Jean kept blabbering about her room situation, and I glanced at the people seated around us. The elderly sat with their children, grandchildren, great grandchildren, listening contently to the lively anecdotes spewing from the mouths of their progeny. Seated right beside us were two old women, one with a wispy plume of white hair and a veiny face like a tree trunk, the other with a full head of short black hair and dewy, smooth skin. The second woman looked like she could have been the daughter of the first. But from the way they talked, they seemed like old friends, animatedly reminiscing about the days when they shared an apartment together, from what I gathered from the bits of conversation I heard. Jean and my mom had started chatting about the Triple Crown horse races, Jean’s favorite subject, which weren’t for another few months, and which I had no interest in. The two women beside us got up and embraced, exchanging cheerful farewells. Then, the younger-looking woman sat back down in her seat while the white-haired, veiny-skinned one put on her jacket and scarf and set off to leave, ambling towards the entrance, where she was whisked away in the revolving doors and out of my sight. There’s no way she’s the patient, I thought, looking back to the dark-haired woman, who now was being led by a nurse out of the sitting area and towards the elevators. She couldn’t have been much older than my parents.

My dad came back around ten minutes later and plopped down next us, looking frustrated.

“More trouble with your Medicaid, Jean,” he groused. “Anyways, I hate to say it, but we can only stay until three today. I want to beat the traffic.” Jean didn’t seem to hear; she looked lost in thought. My mom had asked her a question about the horse races, but instead she said, solemnly, “A nursing home is a terrible place to end up in, you know.”

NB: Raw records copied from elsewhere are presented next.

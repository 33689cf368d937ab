use std::fmt::{self, Debug, Display, Formatter};

/// Largest number of rows or columns - positions are stored as `u8`
pub const MAX_SIZE: usize = 255;

#[derive(Debug, Clone, Copy, PartialEq, Eq)]
pub enum MapCell {
    Empty,
    Block,
}

/// Row-major: derived ordering compares rows first, then columns.
#[derive(Clone, Copy, PartialEq, Eq, PartialOrd, Ord, Hash)]
pub struct Pos {
    pub r: u8,
    pub c: u8,
}

impl Pos {
    pub fn new(r: u8, c: u8) -> Pos {
        Pos { r, c }
    }
}

impl Display for Pos {
    fn fmt(&self, f: &mut Formatter<'_>) -> fmt::Result {
        write!(f, "[{}, {}]", self.r, self.c)
    }
}

impl Debug for Pos {
    fn fmt(&self, f: &mut Formatter<'_>) -> fmt::Result {
        write!(f, "{}", self)
    }
}

#[derive(Debug, Clone, Copy, PartialEq, Eq, PartialOrd, Ord, Hash)]
pub enum Dir {
    Up,
    Down,
    Left,
    Right,
}

impl Dir {
    pub const ALL: [Dir; 4] = [Dir::Up, Dir::Down, Dir::Left, Dir::Right];

    /// (rows, columns) moved by one step
    pub(crate) fn delta(self) -> (i32, i32) {
        match self {
            Dir::Up => (-1, 0),
            Dir::Down => (1, 0),
            Dir::Left => (0, -1),
            Dir::Right => (0, 1),
        }
    }

    pub(crate) fn is_horizontal(self) -> bool {
        self == Dir::Left || self == Dir::Right
    }

    pub(crate) fn from_arrow(c: char) -> Option<Dir> {
        match c {
            '^' => Some(Dir::Up),
            'v' => Some(Dir::Down),
            '<' => Some(Dir::Left),
            '>' => Some(Dir::Right),
            _ => None,
        }
    }

    pub(crate) fn arrow(self) -> char {
        match self {
            Dir::Up => '^',
            Dir::Down => 'v',
            Dir::Left => '<',
            Dir::Right => '>',
        }
    }

    /// Used by the compact format for a machine standing on a target
    pub(crate) fn from_letter(c: char) -> Option<Dir> {
        match c {
            'U' => Some(Dir::Up),
            'D' => Some(Dir::Down),
            'L' => Some(Dir::Left),
            'R' => Some(Dir::Right),
            _ => None,
        }
    }

    pub(crate) fn letter(self) -> char {
        match self {
            Dir::Up => 'U',
            Dir::Down => 'D',
            Dir::Left => 'L',
            Dir::Right => 'R',
        }
    }
}

impl Display for Dir {
    fn fmt(&self, f: &mut Formatter<'_>) -> fmt::Result {
        match *self {
            Dir::Up => write!(f, "up"),
            Dir::Down => write!(f, "down"),
            Dir::Left => write!(f, "left"),
            Dir::Right => write!(f, "right"),
        }
    }
}

/// What the static part of a machine looks like - where it started and where it's facing.
/// The current anchor and length live in `MachineState`.
#[derive(Debug, Clone, Copy, PartialEq, Eq, Hash)]
pub struct Machine {
    pub pos: Pos,
    pub dir: Dir,
}

impl Machine {
    pub fn new(pos: Pos, dir: Dir) -> Self {
        Machine { pos, dir }
    }
}

#[cfg(test)]
mod tests {
    use super::*;

    #[test]
    fn ordering_is_row_major() {
        let mut positions = vec![
            Pos::new(1, 0),
            Pos::new(0, 5),
            Pos::new(0, 1),
            Pos::new(2, 2),
            Pos::new(1, 3),
        ];
        positions.sort();
        assert_eq!(
            positions,
            vec![
                Pos::new(0, 1),
                Pos::new(0, 5),
                Pos::new(1, 0),
                Pos::new(1, 3),
                Pos::new(2, 2),
            ]
        );
    }

    #[test]
    fn arrows() {
        for &dir in &Dir::ALL {
            assert_eq!(Dir::from_arrow(dir.arrow()), Some(dir));
            assert_eq!(Dir::from_letter(dir.letter()), Some(dir));
        }
        assert_eq!(Dir::from_arrow('x'), None);
        assert_eq!(Dir::from_letter('v'), None);
    }
}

My parents didn’t say anything, and neither did I. Her comment hung over our heads like the fog outside.

I thought about the two women while we sat there. I wondered where the white-haired one was off to, if it was a house like mine, maybe, with open doors and floods of natural light. If she had a family there. I wondered how long the dark-haired one had been here at Ozanam Hall, how long she was going to stay here. She probably had early Alzheimer’s or something. Something concealed behind a deceptive cloak of youth and wellbeing—something beyond the reductive appearance of fleshly decay I figured had pretty much been the sentence into this place.

I wondered whether Jean would’ve still ended up here if she hadn’t broken her hip. I thought about the last time we had gone to visit her at her apartment, or all of the times, since they kind of blurred together into one hazy, nonspecific memory. She never liked going out, not because she couldn’t but because she saw no need to, so we always ate her mediocre cooking in her cramped little dining room. Her apartment was filled with pictures, colored and black and white both, framed and hung on every wall. Some were of our family, some were of her old friends and relatives. We always used to spend time looking at them together after we ate, watching Jean as she tried so eagerly to immerse herself in her past.

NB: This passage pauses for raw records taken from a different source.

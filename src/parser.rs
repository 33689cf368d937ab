use std::error::Error;
use std::fmt::{self, Display, Formatter};
use std::str::FromStr;

use crate::config::Format;
use crate::data::{Dir, Machine, Pos, MAX_SIZE};
use crate::level::{Level, LevelErr};

/// Number of free-text lines at the start of the sections format
const HEADER_LINES: usize = 2;

#[derive(Debug, PartialEq)]
pub enum ParserErr {
    Pos(usize, usize),
    LineLength(usize),
    TooLarge,
    Sections,
    Level(LevelErr),
}

impl Display for ParserErr {
    fn fmt(&self, f: &mut Formatter<'_>) -> fmt::Result {
        match *self {
            ParserErr::Pos(r, c) => write!(f, "Invalid cell at pos: [{}, {}]", r, c),
            ParserErr::LineLength(l) => write!(f, "Wrong line length on line {}", l),
            ParserErr::TooLarge => write!(f, "Map larger than {} rows/columns", MAX_SIZE),
            ParserErr::Sections => write!(
                f,
                "Expected a {} line header, a target grid, a separator and a maze grid of the same height",
                HEADER_LINES
            ),
            ParserErr::Level(ref err) => write!(f, "{}", err),
        }
    }
}

impl Error for ParserErr {}

impl From<LevelErr> for ParserErr {
    fn from(err: LevelErr) -> Self {
        ParserErr::Level(err)
    }
}

impl FromStr for Level {
    type Err = ParserErr;

    fn from_str(s: &str) -> Result<Self, Self::Err> {
        parse(s)
    }
}

pub(crate) fn parse(level: &str) -> Result<Level, ParserErr> {
    if level.contains('|') {
        parse_format(level, Format::Sections)
    } else {
        parse_format(level, Format::Compact)
    }
}

pub(crate) fn parse_format(level: &str, format: Format) -> Result<Level, ParserErr> {
    match format {
        Format::Compact => parse_compact(level),
        Format::Sections => parse_sections(level),
    }
}

/// Everything the parsers collect before `Level` checks it.
#[derive(Default)]
struct Parsed {
    rows: usize,
    cols: usize,
    blocks: Vec<Pos>,
    targets: Vec<Pos>,
    boxes: Vec<Pos>,
    machines: Vec<Machine>,
}

impl Parsed {
    fn into_level(self) -> Result<Level, ParserErr> {
        Ok(Level::new(
            self.rows,
            self.cols,
            &self.blocks,
            self.targets,
            self.boxes,
            self.machines,
        )?)
    }
}

fn pos(r: usize, c: usize) -> Result<Pos, ParserErr> {
    if r >= MAX_SIZE || c >= MAX_SIZE {
        return Err(ParserErr::TooLarge);
    }
    Ok(Pos::new(r as u8, c as u8))
}

/// One char per cell:
/// `#` block, `-` or space empty, `.` target, `$` box, `*` box on target,
/// `^ v < >` machine, `U D L R` machine on target.
fn parse_compact(level: &str) -> Result<Level, ParserErr> {
    // trim so we can specify levels using raw strings more easily,
    // spaces are cells so only line breaks go
    let level = level.trim_matches(|c| c == '\n' || c == '\r');

    let mut parsed = Parsed::default();
    for (r, line) in level.lines().enumerate() {
        let width = line.chars().count();
        if r == 0 {
            parsed.cols = width;
        } else if width != parsed.cols {
            return Err(ParserErr::LineLength(r));
        }
        parsed.rows += 1;

        for (c, cur_char) in line.chars().enumerate() {
            let pos = pos(r, c)?;
            match cur_char {
                '#' => parsed.blocks.push(pos),
                ' ' | '-' => {}
                '.' => parsed.targets.push(pos),
                '$' => parsed.boxes.push(pos),
                '*' => {
                    parsed.boxes.push(pos);
                    parsed.targets.push(pos);
                }
                _ => {
                    if let Some(dir) = Dir::from_arrow(cur_char) {
                        parsed.machines.push(Machine::new(pos, dir));
                    } else if let Some(dir) = Dir::from_letter(cur_char) {
                        parsed.machines.push(Machine::new(pos, dir));
                        parsed.targets.push(pos);
                    } else {
                        return Err(ParserErr::Pos(r, c));
                    }
                }
            }
        }
    }

    parsed.into_level()
}

/// The format used by the game's level files.
///
/// Two header lines, the target grid, a separator line and the maze grid.
/// Cells are at odd char indices, the chars in between are ignored.
/// In the target grid `T` is a target, everything else is ignored.
/// In the maze `@` is a block, `.` empty, `^ v < >` a machine and `T` a box.
fn parse_sections(level: &str) -> Result<Level, ParserErr> {
    let lines: Vec<_> = level.trim_end().lines().collect();
    if lines.len() < HEADER_LINES + 3 || (lines.len() - HEADER_LINES - 1) % 2 != 0 {
        return Err(ParserErr::Sections);
    }
    let rows = (lines.len() - HEADER_LINES - 1) / 2;
    let target_lines = &lines[HEADER_LINES..HEADER_LINES + rows];
    let maze_lines = &lines[HEADER_LINES + rows + 1..];

    let cols = target_lines[0].chars().count() / 2;
    if cols == 0 {
        return Err(ParserErr::LineLength(HEADER_LINES));
    }

    let mut parsed = Parsed {
        rows,
        cols,
        ..Parsed::default()
    };

    for (r, line) in target_lines.iter().enumerate() {
        let cells = section_cells(line, cols).ok_or(ParserErr::LineLength(HEADER_LINES + r))?;
        for (c, cell) in cells.enumerate() {
            if cell == 'T' {
                parsed.targets.push(pos(r, c)?);
            }
        }
    }

    for (r, line) in maze_lines.iter().enumerate() {
        let line_number = HEADER_LINES + rows + 1 + r;
        let cells = section_cells(line, cols).ok_or(ParserErr::LineLength(line_number))?;
        for (c, cell) in cells.enumerate() {
            let pos = pos(r, c)?;
            match cell {
                '@' => parsed.blocks.push(pos),
                '.' => {}
                'T' => parsed.boxes.push(pos),
                _ => match Dir::from_arrow(cell) {
                    Some(dir) => parsed.machines.push(Machine::new(pos, dir)),
                    None => return Err(ParserErr::Pos(r, c)),
                },
            }
        }
    }

    parsed.into_level()
}

/// The chars at odd indices, `None` if the line doesn't have exactly `cols` of them.
fn section_cells(line: &str, cols: usize) -> Option<impl Iterator<Item = char> + '_> {
    if line.chars().count() / 2 != cols {
        return None;
    }
    Some(line.chars().skip(1).step_by(2).take(cols))
}

#[cfg(test)]
mod tests {
    use super::*;

    #[test]
    fn compact_fail_pos() {
        let level = r"
#####
#>X.#
#####
";
        assert_failure(level, ParserErr::Pos(1, 2));
    }

    #[test]
    fn compact_fail_line_length() {
        let level = r"
>-$.
>-$
";
        assert_failure(level, ParserErr::LineLength(1));
    }

    #[test]
    fn compact_corridor() {
        let level: Level = ">$-.".parse().unwrap();
        assert_eq!(level.rows(), 1);
        assert_eq!(level.cols(), 4);
        assert_eq!(level.targets(), &[Pos::new(0, 3)]);
        assert_eq!(level.machines(), &[Machine::new(Pos::new(0, 0), Dir::Right)]);
        assert_eq!(level.initial_state().boxes, vec![Pos::new(0, 1)]);
    }

    #[test]
    fn compact_spaces_are_empty() {
        let dashes: Level = "v-\n$.".parse().unwrap();
        let spaces: Level = "v \n$.".parse().unwrap();
        assert_eq!(dashes, spaces);

        // including at the end of the last row
        let dashes: Level = "v-\n$-\n".parse().unwrap();
        let spaces: Level = "v \n$ \n".parse().unwrap();
        assert_eq!(dashes, spaces);
        assert_eq!(spaces.cols(), 2);
    }

    #[test]
    fn compact_fail_too_large() {
        let level = format!(">{}", "-".repeat(255));
        assert_failure(&level, ParserErr::TooLarge);

        let level = format!(">{}", "-".repeat(254));
        assert_eq!(parse(&level).unwrap().cols(), 255);
    }

    #[test]
    fn sections_fail_too_large() {
        let row = "|.".repeat(256) + "|";
        let level = format!("header\nheader\n{}\n---\n{}\n", row, row);
        assert_failure(&level, ParserErr::TooLarge);
    }

    #[test]
    fn sections_fail_structure() {
        assert_failure("|.|\n", ParserErr::Sections);

        // even number of grid lines can't be split into two equal sections
        let level = "header\nheader\n|.|\n---\n|.|\n|.|\n";
        assert_failure(level, ParserErr::Sections);
    }

    #[test]
    fn sections_fail_cell() {
        let level = "header\nheader\n|.|.|\n-----\n|>|x|\n";
        assert_failure(level, ParserErr::Pos(0, 1));
    }

    #[test]
    fn sections_fail_line_length() {
        let level = "header\nheader\n|.|.|\n|.|\n-----\n|.|.|\n|.|.|\n";
        assert_failure(level, ParserErr::LineLength(3));
    }

    #[test]
    fn sections_target_under_block_and_box() {
        // the two grids are independent so a target can be anywhere, even under a block
        let level = parse("header\nheader\n|T|T|\n-----\n|@|T|\n").unwrap();
        assert_eq!(level.targets(), &[Pos::new(0, 0), Pos::new(0, 1)]);
        assert_eq!(level.initial_state().boxes, vec![Pos::new(0, 1)]);
        assert_eq!(level.to_string(), "#*\n");
    }

    #[test]
    fn level_errors_are_wrapped() {
        // neither format can put two things on one cell so this only comes from `Level::new`
        let err = Level::new(1, 2, &[Pos::new(0, 0)], vec![], vec![Pos::new(0, 0)], vec![]);
        assert_eq!(
            ParserErr::from(err.unwrap_err()),
            ParserErr::Level(LevelErr::OnBlock(Pos::new(0, 0)))
        );
    }

    #[test]
    fn sections_match_compact() {
        let sections = r"
Pushing Machine
Practice
|.|.|.|.|.|.|
|.|.|.|.|.|.|
|.|.|.|.|.|.|
|.|.|.|T|.|.|
-------------
|@|@|@|@|@|@|
|@|.|v|.|.|@|
|@|.|T|.|.|@|
|@|>|.|.|@|@|
"
        .trim_start_matches('\n');
        let compact = r"
######
#-v--#
#-$--#
#>-.##
"
        .trim_start_matches('\n');

        let from_sections = parse(sections).unwrap();
        let from_compact = parse(compact).unwrap();
        assert_eq!(from_sections, from_compact);
        assert_eq!(from_sections.to_string(), compact);
        assert_eq!(
            parse_format(sections, Format::Sections).unwrap(),
            parse_format(compact, Format::Compact).unwrap()
        );
    }

    #[test]
    fn sections_on_target_machine() {
        let sections = "header\nheader\n|T|.|\n-----\n|>|.|\n";
        let level = parse(sections).unwrap();
        assert_eq!(level.to_string(), "R-\n");
    }

    fn assert_failure(input_level: &str, expected_err: ParserErr) {
        assert_eq!(input_level.parse::<Level>().unwrap_err(), expected_err);
    }
}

My parents and I left about an hour later tired, irritated and craving Korean food. Once we were through the revolving doors and thrown back into the icy air, my dad turned to me and said, “Thanks for doing this, Julianna. You know it means a lot to Jean.”

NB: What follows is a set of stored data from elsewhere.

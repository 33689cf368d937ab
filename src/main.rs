use std::path::PathBuf;
use std::process;

use clap::{App, Arg, ArgGroup, ArgMatches};
use log::debug;

use pushing_machine_solver::config::{Format, Indexing};
use pushing_machine_solver::packs;
use pushing_machine_solver::solution_formatter::SolutionFormatter;
use pushing_machine_solver::{LoadLevel, Solve};

fn main() {
    env_logger::init();

    let matches = App::new("pushing-machine-solver")
        .version(env!("CARGO_PKG_VERSION"))
        .about("Finds the shortest sequence of taps for Pushing Machine puzzles")
        .arg(
            Arg::with_name("compact")
                .short("c")
                .long("compact")
                .help("parse as one character per cell"),
        )
        .arg(
            Arg::with_name("sections")
                .short("s")
                .long("sections")
                .help("parse as target and maze sections (detected automatically by default)"),
        )
        .group(ArgGroup::with_name("format").arg("compact").arg("sections"))
        .arg(
            Arg::with_name("pack")
                .short("p")
                .long("pack")
                .takes_value(true)
                .requires("puzzle")
                .help("pack number (starting from 1) or name"),
        )
        .arg(
            Arg::with_name("puzzle")
                .short("n")
                .long("puzzle")
                .takes_value(true)
                .requires("pack")
                .help("puzzle number inside the pack"),
        )
        .arg(
            Arg::with_name("levels-dir")
                .long("levels-dir")
                .takes_value(true)
                .default_value("levels")
                .help("directory with one subdirectory per pack"),
        )
        .arg(
            Arg::with_name("zero-based")
                .short("z")
                .long("zero-based")
                .help("print rows and columns starting from 0"),
        )
        .arg(
            Arg::with_name("quiet")
                .short("q")
                .long("quiet")
                .help("only print the solution"),
        )
        .arg(
            Arg::with_name("steps")
                .long("steps")
                .help("print the board after every tap"),
        )
        .arg(
            Arg::with_name("file")
                .required_unless("pack")
                .conflicts_with_all(&["pack", "puzzle"]),
        )
        .get_matches();

    let format = if matches.is_present("compact") {
        Some(Format::Compact)
    } else if matches.is_present("sections") {
        Some(Format::Sections)
    } else {
        None
    };
    let indexing = if matches.is_present("zero-based") {
        Indexing::ZeroBased
    } else {
        Indexing::OneBased
    };
    let quiet = matches.is_present("quiet");
    let steps = matches.is_present("steps");

    let path = level_path(&matches).unwrap_or_else(|err| {
        eprintln!("{}", err);
        process::exit(1);
    });
    debug!("Level path: {}", path.display());

    let loaded = match format {
        Some(format) => path.load_level_format(format),
        None => path.load_level(),
    };
    let level = loaded.unwrap_or_else(|err| {
        eprintln!("Can't load level {}: {}", path.display(), err);
        process::exit(1);
    });

    if !quiet {
        println!("Solving {}...", path.display());
    }
    let solver_ok = level.solve(!quiet);
    if !quiet {
        println!("{}", solver_ok.stats);
    }

    match solver_ok.taps {
        Some(taps) => print!("{}", SolutionFormatter::new(&level, &taps, indexing, steps)),
        None => {
            eprintln!("Unable to solve the given puzzle");
            process::exit(1);
        }
    }
}

fn level_path(matches: &ArgMatches<'_>) -> Result<PathBuf, String> {
    if let Some(file) = matches.value_of("file") {
        return Ok(PathBuf::from(file));
    }

    // clap makes sure pack and puzzle are present together
    let pack = matches.value_of("pack").unwrap_or_default();
    let puzzle = matches.value_of("puzzle").unwrap_or_default();
    let pack_name = packs::pack_name(pack).ok_or_else(|| format!("Unknown pack: {}", pack))?;
    let puzzle = puzzle
        .parse::<u32>()
        .map_err(|err| format!("Invalid puzzle number {}: {}", puzzle, err))?;
    let levels_dir = matches.value_of("levels-dir").unwrap_or("levels");
    Ok(packs::puzzle_path(levels_dir, pack_name, puzzle))
}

“Yeah, of course.” Truthfully, I felt guilty. I had been terrible company—I just sulked around the whole time. But I did know how much it meant to her. I knew she would brag about me and my successes in adolescence to all of her girlfriends after we had left, as if I were a horse in one of her beloved races. I knew my momentum was enough to keep her going in that dreary dead end of a place, Ozanam Hall, so I’d give her that. It was a fair trade, I suppose.